There is the correlation between the mode of dissemination of the fungus and its relation to the host. In general leaf, stem, and fruit diseases are caused by airborne or insect-carried fungi, root diseases by soil inhabiting species. Some vascular wilts are caused by soil fungi, some by fungi possessing insect vectors.

Background

Rust of cereals has always presented a major problem to man, but it was not until 1800 that it was understood that rust was caused by a fungus. A devastating epidemic of late blight fungus on potatoes beginning in Europe in 1845 brought about the famine, particularly in Ireland, that caused starvation, death and mass migration. In America, the chestnut was practically eliminated at the beginning of this century by a fungus imported from the orient.

Incidence

Among the most common and widespread diseases of plants caused by fungi are the various downy mildews (of grape, onion, tobacco, etc), the powdery mildews (of grape, cherry, apple, peach, rose, lilac); the smuts (of maize, wheat, onion); the rusts (of wheat, oats, beans, asparagus, snapdragon, hollyhock); apple scab; brown rot of stone fruits; and various leaf spots, blights and wilts. These diseases are responsible for millions of dollars' worth of damage annually, to growers all over the world.

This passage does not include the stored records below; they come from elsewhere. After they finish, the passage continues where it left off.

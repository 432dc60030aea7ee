// Copyright (c) 2025 Ronan LE MEILLAT, SCTG Development
// This file is part of the rust-sensorstream project and is licensed under the
// SCTG Development Non-Commercial License v1.0 (see LICENSE.md for details).

//! Log target: writes every sample to the application log

use async_trait::async_trait;
use log::info;
use serde_json::{json, Value};

use super::{DispatchContext, DispatchError, DispatchTarget};

/// Target printing samples at `info` level
#[derive(Debug, Default)]
pub struct LogTarget;

impl LogTarget {
    pub fn new() -> Self {
        Self
    }
}

#[async_trait]
impl DispatchTarget for LogTarget {
    fn name(&self) -> &str {
        "log"
    }

    async fn dispatch(&self, context: &DispatchContext) -> Result<Value, DispatchError> {
        let values: Vec<String> = context
            .attributes
            .iter()
            .map(|attribute| format!("{}={}", attribute.name, attribute.value))
            .collect();

        info!(
            "[{}] {} sample at {}: {}",
            context.handler_id,
            context.sensor,
            context.timestamp.to_rfc3339(),
            values.join(", ")
        );

        Ok(json!({ "logged": context.attributes.len() }))
    }
}
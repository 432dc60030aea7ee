// Copyright (c) 2025 Ronan LE MEILLAT, SCTG Development
// This file is part of the rust-sensorstream project and is licensed under the
// SCTG Development Non-Commercial License v1.0 (see LICENSE.md for details).

// Main entry point for the sensor stream daemon
use anyhow::Result;
use clap::Parser;
use log::info;
use std::path::PathBuf;
use tokio::signal;

use rust_sensorstream::config::{self, Config};
use rust_sensorstream::daemon::Daemon;

/// Periodic I2C sensor acquisition daemon
#[derive(Debug, Parser)]
#[command(author, version, about, long_about = None)]
pub struct Args {
    /// Path to configuration file (YAML format)
    #[arg(long)]
    config: Option<PathBuf>,

    /// Path to a configuration to validate and exit
    #[arg(long)]
    validate_config: Option<PathBuf>,

    /// Output the configuration schema as JSON and exit
    #[arg(long)]
    show_config_schema: bool,

    /// Enable verbose logging (debug level)
    #[arg(short = 'v', long = "verbose")]
    verbose: bool,

    /// Disable all logging output
    #[arg(short = 'q', long = "quiet")]
    quiet: bool,

    /// Interval between two samples in milliseconds
    #[arg(long)]
    delay_ms: Option<u64>,

    /// ADXL345 full-scale range in g (2, 4, 8 or 16)
    #[arg(long)]
    sensitivity: Option<u8>,

    /// ADXL345 output data rate in Hz
    #[arg(long)]
    data_rate: Option<f64>,

    /// I2C device node (e.g. /dev/i2c-1)
    #[arg(long)]
    i2c_device: Option<String>,

    /// Use the in-memory mock bus instead of real hardware
    #[arg(long)]
    mock_bus: bool,
}

#[tokio::main]
async fn main() -> Result<()> {
    let args = Args::parse();

    // Initialize logger with appropriate level based on verbose and quiet flags
    let log_level = if args.quiet {
        log::LevelFilter::Off
    } else if args.verbose {
        log::LevelFilter::Debug
    } else {
        log::LevelFilter::Info
    };

    env_logger::Builder::from_default_env()
        .filter_level(log_level)
        .init();

    if args.show_config_schema {
        return config::output_config_schema();
    }

    // Validate configuration file if --validate-config is set
    if let Some(validate_path) = args.validate_config {
        if !validate_path.exists() {
            return Err(anyhow::anyhow!(
                "Configuration file does not exist: {}",
                validate_path.display()
            ));
        }

        Config::from_file(&validate_path)
            .map_err(|err| anyhow::anyhow!("Configuration validation failed: {}", err))?;
        println!("Configuration file is valid: {}", validate_path.display());
        return Ok(());
    }

    // Load configuration
    let config_path = args
        .config
        .clone()
        .unwrap_or_else(|| PathBuf::from("config.yaml"));
    let mut config = Config::from_file(&config_path)?;

    // Apply command line overrides
    config.apply_args(
        args.delay_ms,
        args.sensitivity,
        args.data_rate,
        args.i2c_device.clone(),
        args.mock_bus,
    );
    config.validate()?;

    info!("Starting in daemon mode");
    let mut daemon = Daemon::new();
    daemon.launch(&config).await?;

    // Wait for termination signal
    match signal::ctrl_c().await {
        Ok(()) => info!("Received shutdown signal, terminating daemon"),
        Err(err) => eprintln!("Error waiting for shutdown signal: {}", err),
    }

    daemon.shutdown().await?;
    daemon.join().await?;

    Ok(())
}
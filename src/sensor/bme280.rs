// Copyright (c) 2025 Ronan LE MEILLAT, SCTG Development
// This file is part of the rust-sensorstream project and is licensed under the
// SCTG Development Non-Commercial License v1.0 (see LICENSE.md for details).

//! BME280 temperature, pressure and humidity sensor driver
//!
//! Open sequence: chip id check, soft reset, wait for the NVM copy to finish,
//! read the factory calibration, then program humidity/measurement control and
//! start normal mode. A read fetches the 8-byte burst `0xF7..=0xFE` and applies
//! the double-precision compensation formulas of the Bosch datasheet.

use std::time::Duration;

use async_trait::async_trait;
use chrono::{DateTime, Utc};
use log::{debug, warn};
use serde::Serialize;

use super::{Outputs, Sample, Sensor, SensorKind};
use crate::bus::{BusError, SharedBus};
use crate::error::SensorError;

/// Expected content of the `CHIP_ID` register
pub const CHIP_ID: u8 = 0x60;
/// Bus address with SDO tied to ground
pub const DEFAULT_ADDRESS: u8 = 0x76;
/// Bus address with SDO tied to VDDIO
pub const ALTERNATE_ADDRESS: u8 = 0x77;

const SOFT_RESET_COMMAND: u8 = 0xB6;
const STATUS_IM_UPDATE: u8 = 0x01;
const MODE_NORMAL: u8 = 0b11;
const CALIB_TP_LEN: usize = 26;
const CALIB_H_LEN: usize = 7;
const MEASUREMENT_LEN: usize = 8;
const RESET_POLL_INTERVAL: Duration = Duration::from_millis(2);
const RESET_POLL_ATTEMPTS: u32 = 10;

/// Register map
pub mod registers {
    pub const CALIB_TP: u8 = 0x88;
    pub const CHIP_ID: u8 = 0xD0;
    pub const RESET: u8 = 0xE0;
    pub const CALIB_H: u8 = 0xE1;
    pub const CTRL_HUM: u8 = 0xF2;
    pub const STATUS: u8 = 0xF3;
    pub const CTRL_MEAS: u8 = 0xF4;
    pub const CONFIG: u8 = 0xF5;
    pub const PRESS_MSB: u8 = 0xF7;
    pub const TEMP_MSB: u8 = 0xFA;
    pub const HUM_MSB: u8 = 0xFD;
}

/// Oversampling setting shared by the three measurements
#[derive(Debug, Clone, Copy, PartialEq, Eq, Serialize)]
pub enum Oversampling {
    X1,
    X2,
    X4,
    X8,
    X16,
}

impl Oversampling {
    /// Resolve an oversampling ratio. Unknown ratios fall back to x1.
    pub fn from_ratio(ratio: u8) -> Self {
        match ratio {
            1 => Oversampling::X1,
            2 => Oversampling::X2,
            4 => Oversampling::X4,
            8 => Oversampling::X8,
            16 => Oversampling::X16,
            other => {
                warn!("Unsupported BME280 oversampling x{}, using x1", other);
                Oversampling::X1
            }
        }
    }

    /// 3-bit register encoding
    pub fn bits(self) -> u8 {
        match self {
            Oversampling::X1 => 0b001,
            Oversampling::X2 => 0b010,
            Oversampling::X4 => 0b011,
            Oversampling::X8 => 0b100,
            Oversampling::X16 => 0b101,
        }
    }
}

/// Device configuration
#[derive(Debug, Clone, Copy, PartialEq, Eq, Serialize)]
pub struct Bme280Options {
    pub oversampling: Oversampling,
}

impl Bme280Options {
    pub fn from_oversampling(ratio: u8) -> Self {
        Self {
            oversampling: Oversampling::from_ratio(ratio),
        }
    }

    /// `CTRL_HUM` value
    pub fn ctrl_hum(&self) -> u8 {
        self.oversampling.bits()
    }

    /// `CTRL_MEAS` value: temperature and pressure oversampling, normal mode
    pub fn ctrl_meas(&self) -> u8 {
        self.oversampling.bits() << 5 | self.oversampling.bits() << 2 | MODE_NORMAL
    }
}

impl Default for Bme280Options {
    fn default() -> Self {
        Self {
            oversampling: Oversampling::X1,
        }
    }
}

/// Factory trimming parameters
#[derive(Debug, Clone, Copy, PartialEq)]
pub struct Calibration {
    pub t1: u16,
    pub t2: i16,
    pub t3: i16,
    pub p1: u16,
    pub p2: i16,
    pub p3: i16,
    pub p4: i16,
    pub p5: i16,
    pub p6: i16,
    pub p7: i16,
    pub p8: i16,
    pub p9: i16,
    pub h1: u8,
    pub h2: i16,
    pub h3: u8,
    pub h4: i16,
    pub h5: i16,
    pub h6: i8,
}

impl Calibration {
    /// Parse the `0x88..=0xA1` and `0xE1..=0xE7` calibration blocks
    pub fn from_registers(tp: &[u8; CALIB_TP_LEN], h: &[u8; CALIB_H_LEN]) -> Self {
        let u16_at = |i: usize| u16::from_le_bytes([tp[i], tp[i + 1]]);
        let i16_at = |i: usize| i16::from_le_bytes([tp[i], tp[i + 1]]);

        Self {
            t1: u16_at(0),
            t2: i16_at(2),
            t3: i16_at(4),
            p1: u16_at(6),
            p2: i16_at(8),
            p3: i16_at(10),
            p4: i16_at(12),
            p5: i16_at(14),
            p6: i16_at(16),
            p7: i16_at(18),
            p8: i16_at(20),
            p9: i16_at(22),
            h1: tp[25],
            h2: i16::from_le_bytes([h[0], h[1]]),
            h3: h[2],
            // dig_H4 and dig_H5 are 12-bit signed values sharing register 0xE5
            h4: (i16::from(h[3] as i8) << 4) | i16::from(h[4] & 0x0F),
            h5: (i16::from(h[5] as i8) << 4) | i16::from(h[4] >> 4),
            h6: h[6] as i8,
        }
    }

    /// Compensated temperature in °C and the shared `t_fine` term
    fn temperature(&self, adc_t: i32) -> (f64, f64) {
        let adc_t = f64::from(adc_t);
        let t1 = f64::from(self.t1);
        let var1 = (adc_t / 16384.0 - t1 / 1024.0) * f64::from(self.t2);
        let var2 = (adc_t / 131072.0 - t1 / 8192.0).powi(2) * f64::from(self.t3);
        let t_fine = var1 + var2;
        (t_fine / 5120.0, t_fine)
    }

    /// Compensated pressure in Pa
    fn pressure(&self, adc_p: i32, t_fine: f64) -> f64 {
        let mut var1 = t_fine / 2.0 - 64000.0;
        let mut var2 = var1 * var1 * f64::from(self.p6) / 32768.0;
        var2 += var1 * f64::from(self.p5) * 2.0;
        var2 = var2 / 4.0 + f64::from(self.p4) * 65536.0;
        var1 = (f64::from(self.p3) * var1 * var1 / 524288.0 + f64::from(self.p2) * var1)
            / 524288.0;
        var1 = (1.0 + var1 / 32768.0) * f64::from(self.p1);
        if var1 == 0.0 {
            // Avoid a division by zero on an unconfigured device
            return 0.0;
        }

        let mut pressure = 1048576.0 - f64::from(adc_p);
        pressure = (pressure - var2 / 4096.0) * 6250.0 / var1;
        var1 = f64::from(self.p9) * pressure * pressure / 2147483648.0;
        var2 = pressure * f64::from(self.p8) / 32768.0;
        pressure + (var1 + var2 + f64::from(self.p7)) / 16.0
    }

    /// Compensated relative humidity in %RH, clamped to 0..=100
    fn humidity(&self, adc_h: i32, t_fine: f64) -> f64 {
        let mut humidity = t_fine - 76800.0;
        humidity = (f64::from(adc_h)
            - (f64::from(self.h4) * 64.0 + f64::from(self.h5) / 16384.0 * humidity))
            * (f64::from(self.h2) / 65536.0
                * (1.0
                    + f64::from(self.h6) / 67108864.0
                        * humidity
                        * (1.0 + f64::from(self.h3) / 67108864.0 * humidity)));
        humidity *= 1.0 - f64::from(self.h1) * humidity / 524288.0;
        humidity.clamp(0.0, 100.0)
    }

    /// Convert a raw `0xF7..=0xFE` burst into physical units
    pub fn compensate(&self, burst: &[u8; MEASUREMENT_LEN]) -> EnvironmentReading {
        let adc_p = raw_20bit(burst[0], burst[1], burst[2]);
        let adc_t = raw_20bit(burst[3], burst[4], burst[5]);
        let adc_h = i32::from(u16::from_be_bytes([burst[6], burst[7]]));

        let (temperature, t_fine) = self.temperature(adc_t);
        EnvironmentReading {
            temperature,
            pressure: self.pressure(adc_p, t_fine) / 100.0,
            humidity: self.humidity(adc_h, t_fine),
            timestamp: Utc::now(),
        }
    }
}

fn raw_20bit(msb: u8, lsb: u8, xlsb: u8) -> i32 {
    (i32::from(msb) << 12) | (i32::from(lsb) << 4) | (i32::from(xlsb) >> 4)
}

/// Environment sample
#[derive(Debug, Clone, Copy, PartialEq, Serialize)]
pub struct EnvironmentReading {
    /// Temperature in °C
    pub temperature: f64,
    /// Pressure in hPa
    pub pressure: f64,
    /// Relative humidity in %RH
    pub humidity: f64,
    pub timestamp: DateTime<Utc>,
}

impl Sample for EnvironmentReading {
    fn outputs(&self) -> Outputs {
        Outputs::from([
            ("Temperature".to_string(), self.temperature),
            ("Pressure".to_string(), self.pressure),
            ("Humidity".to_string(), self.humidity),
        ])
    }

    fn timestamp(&self) -> DateTime<Utc> {
        self.timestamp
    }
}

/// Opened and configured BME280
pub struct Bme280 {
    bus: SharedBus,
    address: u8,
    options: Bme280Options,
    calibration: Calibration,
    closed: bool,
}

impl Bme280 {
    /// Check the chip id, reset, load calibration and start normal mode
    pub async fn open(
        bus: SharedBus,
        address: u8,
        options: Bme280Options,
    ) -> Result<Self, SensorError> {
        {
            let mut bus = bus.lock().await;

            bus.write_byte(address, registers::CHIP_ID).await?;
            let found = bus.read_byte(address).await?;
            if found != CHIP_ID {
                return Err(SensorError::IdentityMismatch {
                    sensor: SensorKind::Bme280,
                    address,
                    expected: CHIP_ID,
                    found,
                });
            }

            bus.write_byte_to_reg(address, registers::RESET, SOFT_RESET_COMMAND)
                .await?;
        }

        // The bus stays free for other devices while the NVM copy runs
        let mut ready = false;
        for _ in 0..RESET_POLL_ATTEMPTS {
            tokio::time::sleep(RESET_POLL_INTERVAL).await;
            let mut bus = bus.lock().await;
            bus.write_byte(address, registers::STATUS).await?;
            if bus.read_byte(address).await? & STATUS_IM_UPDATE == 0 {
                ready = true;
                break;
            }
        }
        if !ready {
            return Err(SensorError::Timeout {
                timeout_ms: RESET_POLL_INTERVAL.as_millis() as u64
                    * u64::from(RESET_POLL_ATTEMPTS),
            });
        }

        let calibration = {
            let mut bus = bus.lock().await;

            let tp = read_block::<CALIB_TP_LEN>(&mut **bus, address, registers::CALIB_TP).await?;
            let h = read_block::<CALIB_H_LEN>(&mut **bus, address, registers::CALIB_H).await?;
            let calibration = Calibration::from_registers(&tp, &h);

            // ctrl_hum only takes effect after a write to ctrl_meas
            bus.write_byte_to_reg(address, registers::CTRL_HUM, options.ctrl_hum())
                .await?;
            bus.write_byte_to_reg(address, registers::CTRL_MEAS, options.ctrl_meas())
                .await?;
            bus.write_byte_to_reg(address, registers::CONFIG, 0x00)
                .await?;

            calibration
        };

        debug!(
            "BME280 at 0x{:02X} configured with oversampling {:?}",
            address, options.oversampling
        );

        Ok(Self {
            bus,
            address,
            options,
            calibration,
            closed: false,
        })
    }

    /// Read one compensated environment sample
    pub async fn read(&mut self) -> Result<EnvironmentReading, SensorError> {
        if self.closed {
            return Err(SensorError::Closed);
        }

        let burst = {
            let mut bus = self.bus.lock().await;
            read_block::<MEASUREMENT_LEN>(&mut **bus, self.address, registers::PRESS_MSB).await?
        };
        Ok(self.calibration.compensate(&burst))
    }

    /// Release the handle. The device stays in normal mode.
    pub fn close(&mut self) {
        self.closed = true;
    }

    pub fn calibration(&self) -> &Calibration {
        &self.calibration
    }

    pub fn options(&self) -> &Bme280Options {
        &self.options
    }
}

async fn read_block<const N: usize>(
    bus: &mut dyn crate::bus::I2cBus,
    address: u8,
    register: u8,
) -> Result<[u8; N], BusError> {
    bus.write_byte(address, register).await?;
    let bytes = bus.read_bytes(address, N).await?;
    let received = bytes.len();
    bytes.try_into().map_err(|_| BusError::ShortRead {
        address,
        expected: N,
        received,
    })
}

#[async_trait]
impl Sensor for Bme280 {
    fn kind(&self) -> SensorKind {
        SensorKind::Bme280
    }

    async fn sample(&mut self) -> Result<Outputs, SensorError> {
        Ok(self.read().await?.outputs())
    }

    async fn close(&mut self) {
        Bme280::close(self);
    }
}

Certain fungi are strictly local in their effect, producing lesions on leaf, stem or root system, though their localism may at times be an expression of host resistance. Other fungi are selective with respect to particular tissues, as exemplified by the vascular wilt organisms, which are confined to the water-conducting tissues; or the chestnut blight fungus, injuring the cambium layer. Still others are indiscriminate, establishing themselves at various points, and at times destroying the entire plant.